##### THE DATA #####
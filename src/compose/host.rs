//! `create_fix_usb.command`: runs on the Mac, erases the USB stick and writes
//! the repair script onto it.

use tracing::debug;

use crate::compose::repair::SCRIPT_NAME;
use crate::compose::shell::{comment_lines, single_quote};
use crate::compose::template::{Slots, Template};
use crate::config::{Configuration, Warning};
use crate::error::RescueError;
use crate::safety::DiskSafetyPolicy;
use crate::validate::is_whole_disk;

/// File name the presentation layer should give the host script.
pub const HOST_SCRIPT_NAME: &str = "create_fix_usb.command";
/// Label of the freshly formatted stick; macOS mounts it at `/Volumes/<label>`.
pub const VOLUME_LABEL: &str = "RESCUE";
/// Filesystem and partition scheme every live environment's bootloader can read.
pub const FILESYSTEM: &str = "FAT32";
pub const PARTITION_SCHEME: &str = "MBRFormat";
/// Marker argument carried across the single `sudo` re-exec.
pub const ELEVATION_MARKER: &str = "--rescue-elevated";

const DISK_VAR: &str = "TARGET_DISK";
const ABORT_FN: &str = "pause_and_exit";
const PAYLOAD_DELIMITER: &str = "RESCUE_REPAIR_EOF";

const SKELETON: Template = Template::new(
    "create_fix_usb.command",
    r##"#!/bin/bash
#
# create_fix_usb.command
# Prepares the {{volume}} USB stick that carries {{script_name}} for a broken
# {{distro}} ({{arch}}) installation. Double-click it in Finder, or run:
#
#     bash create_fix_usb.command
#
# Reported issue:
{{issue_comments}}
#
set -u

RED=$'\033[1;31m'
YELLOW=$'\033[1;33m'
GREEN=$'\033[1;32m'
RESET=$'\033[0m'

pause_and_exit() {
  echo ""
  IFS= read -r -p "Press [Enter] to exit..." _ || true
  exit "${1:-0}"
}

{{elevation}}

DEFAULT_DISK="{{default_disk}}"
VOLUME_NAME="{{volume}}"
VOLUME_PATH="/Volumes/{{volume}}"
SCRIPT_PATH="$VOLUME_PATH/{{script_name}}"
{{notices}}
echo "==> External disks attached to this Mac:"
diskutil list external
echo ""

TARGET_DISK=""
read -r -p "Target USB disk identifier [$DEFAULT_DISK]: " TARGET_DISK
TARGET_DISK="${TARGET_DISK:-$DEFAULT_DISK}"
{{normalize}}
{{volume_guard}}

{{safety_gate}}

echo "==> Waiting for $VOLUME_PATH to mount"
for _ in 1 2 3 4 5 6 7 8 9 10; do
  [ -d "$VOLUME_PATH" ] && break
  sleep 1
done
if [ ! -d "$VOLUME_PATH" ]; then
  echo "${RED}ERROR: $VOLUME_PATH did not appear after formatting.${RESET}"
  pause_and_exit 1
fi

echo "==> Writing $SCRIPT_PATH"
cat > "$SCRIPT_PATH" <<'{{delimiter}}'
{{repair_script}}{{delimiter}}
chmod +x "$SCRIPT_PATH"

echo "==> Contents of $VOLUME_PATH:"
ls -l "$VOLUME_PATH"
if [ ! -s "$SCRIPT_PATH" ]; then
  echo "${RED}ERROR: {{script_name}} is missing or empty on the stick.${RESET}"
  pause_and_exit 1
fi

echo ""
echo "${GREEN}Script created. Please eject '$VOLUME_NAME' manually when ready.${RESET}"
echo "On the broken machine: boot the live USB, plug in $VOLUME_NAME, then run"
echo "    sudo bash {{script_name}}"
pause_and_exit 0
"##,
);

/// Builds the host script embedding `repair_script` byte for byte.
pub fn compose(
    config: &Configuration,
    repair_script: &str,
    warnings: &[Warning],
) -> Result<String, RescueError> {
    if !is_whole_disk(&config.disk) {
        return Err(RescueError::invalid(
            "disk designator",
            format!("'{}' is not a whole-disk identifier", config.disk),
        ));
    }
    if !repair_script.ends_with('\n') {
        return Err(RescueError::Template(
            "repair script must end with a newline to be embedded".to_string(),
        ));
    }

    let delimiter = choose_delimiter(repair_script);
    let issue = comment_lines(&config.issue_description).join("\n");
    let elevation = elevation_lines().join("\n");
    let normalize = normalize_lines(DISK_VAR).join("\n");
    let notices = notice_lines(warnings).join("\n");
    let volume_guard = volume_guard_lines().join("\n");
    let gate = DiskSafetyPolicy { abort_fn: ABORT_FN }
        .render(DISK_VAR, &erase_lines(DISK_VAR))
        .join("\n");

    let slots: Slots = [
        ("volume", VOLUME_LABEL),
        ("script_name", SCRIPT_NAME),
        ("distro", config.distro.display_name()),
        ("arch", config.architecture.as_str()),
        ("issue_comments", issue.as_str()),
        ("elevation", elevation.as_str()),
        ("default_disk", config.disk.as_str()),
        ("notices", notices.as_str()),
        ("normalize", normalize.as_str()),
        ("volume_guard", volume_guard.as_str()),
        ("safety_gate", gate.as_str()),
        ("delimiter", delimiter.as_str()),
        ("repair_script", repair_script),
    ]
    .into_iter()
    .collect();

    let script = SKELETON.render(&slots)?;
    debug!(bytes = script.len(), disk = %config.disk, %delimiter, "host script composed");
    Ok(script)
}

/// Re-runs the script through `sudo` once; a second unprivileged pass gives up.
pub fn elevation_lines() -> Vec<String> {
    vec![
        format!("ELEVATION_MARKER=\"{ELEVATION_MARKER}\""),
        "if [ \"$(id -u)\" -ne 0 ]; then".to_string(),
        "  if [ \"${1:-}\" = \"$ELEVATION_MARKER\" ]; then".to_string(),
        "    echo \"${RED}ERROR: still not running as root after sudo; giving up.${RESET}\"".to_string(),
        format!("    {ABORT_FN} 1"),
        "  fi".to_string(),
        "  echo \"Administrator rights are needed to format the USB stick.\"".to_string(),
        "  echo \"macOS will now ask for your password.\"".to_string(),
        "  exec sudo /bin/bash \"$0\" \"$ELEVATION_MARKER\" ${1+\"$@\"}".to_string(),
        "  echo \"${RED}ERROR: could not re-run this script through sudo.${RESET}\"".to_string(),
        format!("  {ABORT_FN} 1"),
        "fi".to_string(),
        "if [ \"${1:-}\" = \"$ELEVATION_MARKER\" ]; then".to_string(),
        "  shift".to_string(),
        "fi".to_string(),
    ]
}

/// Applies the same whole-disk reduction as `validate::normalize_disk` to the
/// operator's typed answer, announcing every change.
pub fn normalize_lines(var: &str) -> Vec<String> {
    vec![
        format!("case \"${var}\" in"),
        format!("  /dev/*) {var}=\"${{{var}#/dev/}}\" ;;"),
        "esac".to_string(),
        format!("case \"${var}\" in"),
        format!("  rdisk*) {var}=\"${{{var}#r}}\" ;;"),
        "esac".to_string(),
        format!("if [[ \"${var}\" =~ ^(disk[0-9]+)s[0-9]+$ ]]; then"),
        format!(
            "  echo \"${{YELLOW}}WARNING: '${var}' is a partition; using the whole disk '${{BASH_REMATCH[1]}}' instead.${{RESET}}\""
        ),
        format!("  {var}=\"${{BASH_REMATCH[1]}}\""),
        "fi".to_string(),
        format!("if ! [[ \"${var}\" =~ ^disk[0-9]+$ ]]; then"),
        format!(
            "  echo \"${{RED}}ERROR: '${var}' is not a whole-disk identifier such as disk4.${{RESET}}\""
        ),
        format!("  {ABORT_FN} 1"),
        "fi".to_string(),
        format!("echo \"Target: /dev/${var}\""),
    ]
}

/// Stops before the erase while a volume already sits at `$VOLUME_PATH`, so
/// the wait loop can only ever see the freshly formatted stick.
pub fn volume_guard_lines() -> Vec<String> {
    vec![
        "if [ -e \"$VOLUME_PATH\" ]; then".to_string(),
        "  echo \"${RED}ERROR: $VOLUME_PATH is already mounted.${RESET}\"".to_string(),
        "  echo \"Eject that volume in Finder, then run this script again.\"".to_string(),
        format!("  {ABORT_FN} 1"),
        "fi".to_string(),
    ]
}

/// The destructive step. Only ever emitted through `DiskSafetyPolicy::render`.
fn erase_lines(var: &str) -> Vec<String> {
    vec![
        format!("echo \"==> Erasing /dev/${var} as {FILESYSTEM} ({PARTITION_SCHEME}) named {VOLUME_LABEL}\""),
        format!("if ! diskutil eraseDisk {FILESYSTEM} {VOLUME_LABEL} {PARTITION_SCHEME} \"/dev/${var}\"; then"),
        "  echo \"${RED}ERROR: erasing the disk failed.${RESET}\"".to_string(),
        format!("  {ABORT_FN} 1"),
        "fi".to_string(),
    ]
}

fn notice_lines(warnings: &[Warning]) -> Vec<String> {
    warnings
        .iter()
        .map(|w| {
            format!(
                "printf '%sNOTE: %s%s\\n' \"$YELLOW\" {} \"$RESET\"",
                single_quote(&w.to_string())
            )
        })
        .collect()
}

/// Heredoc delimiter that no line of `payload` equals.
pub fn choose_delimiter(payload: &str) -> String {
    let taken = |d: &str| payload.lines().any(|l| l == d);
    if !taken(PAYLOAD_DELIMITER) {
        return PAYLOAD_DELIMITER.to_string();
    }
    (1..)
        .map(|n| format!("{PAYLOAD_DELIMITER}_{n}"))
        .find(|d| !taken(d))
        .unwrap_or_else(|| PAYLOAD_DELIMITER.to_string())
}

/// Recovers the embedded payload from a composed host script.
pub fn extract_payload(host_script: &str) -> Option<&str> {
    let marker = "cat > \"$SCRIPT_PATH\" <<'";
    let start = host_script.find(marker)? + marker.len();
    let rest = &host_script[start..];
    let delim_end = rest.find("'\n")?;
    let delimiter = &rest[..delim_end];
    let body = &rest[delim_end + 2..];

    let mut offset = 0;
    for line in body.split_inclusive('\n') {
        if line.trim_end_matches('\n') == delimiter {
            return Some(&body[..offset]);
        }
        offset += line.len();
    }
    None
}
#####
Retype exactly, and only, the lines that run from the one with "if line.trim_end_matches('\n') == delimiter" through the final line of the entries.

        if line.trim_end_matches('\n') == delimiter {
            return Some(&body[..offset]);
        }
        offset += line.len();
    }
    None
}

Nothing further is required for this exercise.